→ **AIM OF THE TASK**:
Set down the entries exactly. No line may differ from its source.
Start of EXERCISE MATERIALS
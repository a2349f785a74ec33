//! Where fonts come to life: loading and character maps for fontdelta
//!
//! Fonts store their raw data and create parsers on demand. This avoids
//! self-referential structs and properly supports TTC font collections with
//! multiple faces.

use std::collections::{BTreeMap, BTreeSet};
use std::fs;
use std::path::Path;

use read_fonts::{FontRef as ReadFontRef, TableProvider};
use skrifa::MetadataProvider;

use fontdelta_core::{
    error::{FontLoadError, Result},
    traits::FontRef as DeltaFontRef,
};

/// A font that's been brought into memory, ready to shape text
///
/// For TTC collections, the `face_index` specifies which face to use.
pub struct Font {
    data: Vec<u8>,
    face_index: u32,
    units_per_em: u16,
}

impl Font {
    /// Opens a font file from disk and makes it usable
    pub fn from_file(path: impl AsRef<Path>) -> Result<Self> {
        Self::from_file_index(path, 0)
    }

    /// Opens a specific face from a font file (for TTC collections)
    pub fn from_file_index(path: impl AsRef<Path>, face_index: u32) -> Result<Self> {
        let data = fs::read(path.as_ref())
            .map_err(|_| FontLoadError::FileNotFound(path.as_ref().display().to_string()))?;

        Self::from_data_index(data, face_index)
    }

    /// Turns raw font bytes into something we can work with
    pub fn from_data(data: Vec<u8>) -> Result<Self> {
        Self::from_data_index(data, 0)
    }

    /// Turns raw font bytes into a specific face (for TTC collections)
    pub fn from_data_index(data: Vec<u8>, face_index: u32) -> Result<Self> {
        // Validate the font data by attempting to parse it
        let font_ref =
            ReadFontRef::from_index(&data, face_index).map_err(|_| FontLoadError::InvalidData)?;

        let units_per_em = font_ref
            .head()
            .map(|head| head.units_per_em())
            .unwrap_or(1000);

        Ok(Font {
            data,
            face_index,
            units_per_em,
        })
    }

    /// Returns the face index for TTC collections (0 for single fonts)
    pub fn face_index(&self) -> u32 {
        self.face_index
    }

    /// Creates a FontRef on-demand for parsing operations
    fn font_ref(&self) -> Option<ReadFontRef<'_>> {
        ReadFontRef::from_index(&self.data, self.face_index).ok()
    }

    /// Finds which glyph draws this character
    pub fn glyph_id(&self, ch: char) -> Option<u32> {
        self.font_ref()
            .and_then(|font| font.charmap().map(ch).map(|gid| gid.to_u32()))
    }

    /// Horizontal advance in font units
    pub fn advance_width(&self, glyph_id: u32) -> f32 {
        self.font_ref()
            .and_then(|font| {
                let hmtx = font.hmtx().ok()?;
                let glyph = read_fonts::types::GlyphId::new(glyph_id);
                hmtx.advance(glyph).map(f32::from)
            })
            .unwrap_or(0.0)
    }

    /// Counts how many different glyphs this font contains
    pub fn glyph_count(&self) -> Option<u32> {
        self.font_ref()
            .and_then(|font| font.maxp().ok().map(|maxp| maxp.num_glyphs() as u32))
    }

    /// Every codepoint in the font's best character map
    ///
    /// skrifa picks the same subtable a shaper would: the full-repertoire
    /// Unicode table when present, the BMP table otherwise.
    pub fn codepoints(&self) -> BTreeSet<u32> {
        self.font_ref()
            .map(|font| {
                font.charmap()
                    .mappings()
                    .map(|(codepoint, _gid)| codepoint)
                    .collect()
            })
            .unwrap_or_default()
    }

    /// Variation axes as `(tag, min, default, max)`; empty for static fonts
    pub fn axes(&self) -> Vec<(String, f32, f32, f32)> {
        self.font_ref()
            .map(|font| {
                font.axes()
                    .iter()
                    .map(|axis| {
                        (
                            axis.tag().to_string(),
                            axis.min_value(),
                            axis.default_value(),
                            axis.max_value(),
                        )
                    })
                    .collect()
            })
            .unwrap_or_default()
    }

    /// Fit requested coordinates to the axes this font actually has
    ///
    /// Static fonts drop every coordinate. Unknown axes are dropped and values
    /// outside an axis range are clamped, both with a warning.
    pub fn resolve_coordinates(&self, requested: &BTreeMap<String, f32>) -> BTreeMap<String, f32> {
        let axes = self.axes();
        if axes.is_empty() {
            if !requested.is_empty() {
                log::warn!("Font is static but coordinates provided - ignoring");
            }
            return BTreeMap::new();
        }

        let mut resolved = BTreeMap::new();
        for (tag, value) in requested {
            match axes.iter().find(|(axis, ..)| axis == tag) {
                Some((_, min, _default, max)) => {
                    let clamped = value.clamp(*min, *max);
                    if (clamped - value).abs() > 0.001 {
                        log::warn!(
                            "Coordinate for axis '{}' clamped from {} to {} (font bounds: [{}, {}])",
                            tag,
                            value,
                            clamped,
                            min,
                            max
                        );
                    }
                    resolved.insert(tag.clone(), clamped);
                },
                None => log::warn!("Axis '{}' not found in font - ignoring", tag),
            }
        }
        resolved
    }
}

impl DeltaFontRef for Font {
    fn data(&self) -> &[u8] {
        &self.data
    }

    fn face_index(&self) -> u32 {
        self.face_index
    }

    fn units_per_em(&self) -> u16 {
        self.units_per_em
    }

    fn glyph_id(&self, ch: char) -> Option<u32> {
        self.glyph_id(ch)
    }

    fn advance_width(&self, glyph_id: u32) -> f32 {
        self.advance_width(glyph_id)
    }

    fn glyph_count(&self) -> Option<u32> {
        self.glyph_count()
    }

    fn codepoints(&self) -> BTreeSet<u32> {
        self.codepoints()
    }
}

/// Parses instance coordinates written as `wght=700,wdth=100`
///
/// Whitespace around entries is ignored; an empty string means no
/// coordinates.
pub fn parse_coordinates(spec: &str) -> Result<BTreeMap<String, f32>> {
    let mut coords = BTreeMap::new();
    for entry in spec.split(',').map(str::trim).filter(|e| !e.is_empty()) {
        let (tag, value) = entry
            .split_once('=')
            .ok_or_else(|| FontLoadError::InvalidCoordinates(entry.to_string()))?;
        let tag = tag.trim();
        if tag.is_empty() || tag.len() > 4 {
            return Err(FontLoadError::InvalidCoordinates(entry.to_string()).into());
        }
        let value: f32 = value
            .trim()
            .parse()
            .map_err(|_| FontLoadError::InvalidCoordinates(entry.to_string()))?;
        coords.insert(tag.to_string(), value);
    }
    Ok(coords)
}

/// Writes coordinates back in the form [`parse_coordinates`] reads
pub fn format_coordinates(coords: &BTreeMap<String, f32>) -> String {
    coords
        .iter()
        .map(|(tag, value)| format!("{tag}={value}"))
        .collect::<Vec<_>>()
        .join(",")
}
End of EXERCISE MATERIALS
→ **RESPONSE TO THIS TASK**:
repository a2349f785a74ec33
//! Where fonts come to life: loading and character maps for fontdelta
//!
//! Fonts store their raw data and create parsers on demand. This avoids
//! self-referential structs and properly supports TTC font collections with
//! multiple faces.

use std::collections::{BTreeMap, BTreeSet};
use std::fs;
use std::path::Path;

use read_fonts::{FontRef as ReadFontRef, TableProvider};
use skrifa::MetadataProvider;

use fontdelta_core::{
    error::{FontLoadError, Result},
    traits::FontRef as DeltaFontRef,
};

/// A font that's been brought into memory, ready to shape text
///
/// For TTC collections, the `face_index` specifies which face to use.
pub struct Font {
    data: Vec<u8>,
    face_index: u32,
    units_per_em: u16,
}

impl Font {
    /// Opens a font file from disk and makes it usable
    pub fn from_file(path: impl AsRef<Path>) -> Result<Self> {
        Self::from_file_index(path, 0)
    }

    /// Opens a specific face from a font file (for TTC collections)
    pub fn from_file_index(path: impl AsRef<Path>, face_index: u32) -> Result<Self> {
        let data = fs::read(path.as_ref())
            .map_err(|_| FontLoadError::FileNotFound(path.as_ref().display().to_string()))?;

        Self::from_data_index(data, face_index)
    }

    /// Turns raw font bytes into something we can work with
    pub fn from_data(data: Vec<u8>) -> Result<Self> {
        Self::from_data_index(data, 0)
    }

    /// Turns raw font bytes into a specific face (for TTC collections)
    pub fn from_data_index(data: Vec<u8>, face_index: u32) -> Result<Self> {
        // Validate the font data by attempting to parse it
        let font_ref =
            ReadFontRef::from_index(&data, face_index).map_err(|_| FontLoadError::InvalidData)?;

        let units_per_em = font_ref
            .head()
            .map(|head| head.units_per_em())
            .unwrap_or(1000);

        Ok(Font {
            data,
            face_index,
            units_per_em,
        })
    }

    /// Returns the face index for TTC collections (0 for single fonts)
    pub fn face_index(&self) -> u32 {
        self.face_index
    }

    /// Creates a FontRef on-demand for parsing operations
    fn font_ref(&self) -> Option<ReadFontRef<'_>> {
        ReadFontRef::from_index(&self.data, self.face_index).ok()
    }

    /// Finds which glyph draws this character
    pub fn glyph_id(&self, ch: char) -> Option<u32> {
        self.font_ref()
            .and_then(|font| font.charmap().map(ch).map(|gid| gid.to_u32()))
    }

    /// Horizontal advance in font units
    pub fn advance_width(&self, glyph_id: u32) -> f32 {
        self.font_ref()
            .and_then(|font| {
                let hmtx = font.hmtx().ok()?;
                let glyph = read_fonts::types::GlyphId::new(glyph_id);
                hmtx.advance(glyph).map(f32::from)
            })
            .unwrap_or(0.0)
    }

    /// Counts how many different glyphs this font contains
    pub fn glyph_count(&self) -> Option<u32> {
        self.font_ref()
            .and_then(|font| font.maxp().ok().map(|maxp| maxp.num_glyphs() as u32))
    }

    /// Every codepoint in the font's best character map
    ///
    /// skrifa picks the same subtable a shaper would: the full-repertoire
    /// Unicode table when present, the BMP table otherwise.
    pub fn codepoints(&self) -> BTreeSet<u32> {
        self.font_ref()
            .map(|font| {
                font.charmap()
                    .mappings()
                    .map(|(codepoint, _gid)| codepoint)
                    .collect()
            })
            .unwrap_or_default()
    }

    /// Variation axes as `(tag, min, default, max)`; empty for static fonts
    pub fn axes(&self) -> Vec<(String, f32, f32, f32)> {
        self.font_ref()
            .map(|font| {
                font.axes()
                    .iter()
                    .map(|axis| {
                        (
                            axis.tag().to_string(),
                            axis.min_value(),
                            axis.default_value(),
                            axis.max_value(),
                        )
                    })
                    .collect()
            })
            .unwrap_or_default()
    }

    /// Fit requested coordinates to the axes this font actually has
    ///
    /// Static fonts drop every coordinate. Unknown axes are dropped and values
    /// outside an axis range are clamped, both with a warning.
    pub fn resolve_coordinates(&self, requested: &BTreeMap<String, f32>) -> BTreeMap<String, f32> {
        let axes = self.axes();
        if axes.is_empty() {
            if !requested.is_empty() {
                log::warn!("Font is static but coordinates provided - ignoring");
            }
            return BTreeMap::new();
        }

        let mut resolved = BTreeMap::new();
        for (tag, value) in requested {
            match axes.iter().find(|(axis, ..)| axis == tag) {
                Some((_, min, _default, max)) => {
                    let clamped = value.clamp(*min, *max);
                    if (clamped - value).abs() > 0.001 {
                        log::warn!(
                            "Coordinate for axis '{}' clamped from {} to {} (font bounds: [{}, {}])",
                            tag,
                            value,
                            clamped,
                            min,
                            max
                        );
                    }
                    resolved.insert(tag.clone(), clamped);
                },
                None => log::warn!("Axis '{}' not found in font - ignoring", tag),
            }
        }
        resolved
    }
}

impl DeltaFontRef for Font {
    fn data(&self) -> &[u8] {
        &self.data
    }

    fn face_index(&self) -> u32 {
        self.face_index
    }

    fn units_per_em(&self) -> u16 {
        self.units_per_em
    }

    fn glyph_id(&self, ch: char) -> Option<u32> {
        self.glyph_id(ch)
    }

    fn advance_width(&self, glyph_id: u32) -> f32 {
        self.advance_width(glyph_id)
    }

    fn glyph_count(&self) -> Option<u32> {
        self.glyph_count()
    }

    fn codepoints(&self) -> BTreeSet<u32> {
        self.codepoints()
    }
}

/// Parses instance coordinates written as `wght=700,wdth=100`
///
/// Whitespace around entries is ignored; an empty string means no
/// coordinates.
pub fn parse_coordinates(spec: &str) -> Result<BTreeMap<String, f32>> {
    let mut coords = BTreeMap::new();
    for entry in spec.split(',').map(str::trim).filter(|e| !e.is_empty()) {
        let (tag, value) = entry
            .split_once('=')
            .ok_or_else(|| FontLoadError::InvalidCoordinates(entry.to_string()))?;
        let tag = tag.trim();
        if tag.is_empty() || tag.len() > 4 {
            return Err(FontLoadError::InvalidCoordinates(entry.to_string()).into());
        }
        let value: f32 = value
            .trim()
            .parse()
            .map_err(|_| FontLoadError::InvalidCoordinates(entry.to_string()))?;
        coords.insert(tag.to_string(), value);
    }
    Ok(coords)
}

/// Writes coordinates back in the form [`parse_coordinates`] reads
pub fn format_coordinates(coords: &BTreeMap<String, f32>) -> String {
    coords
        .iter()
        .map(|(tag, value)| format!("{tag}={value}"))
        .collect::<Vec<_>>()
        .join(",")
}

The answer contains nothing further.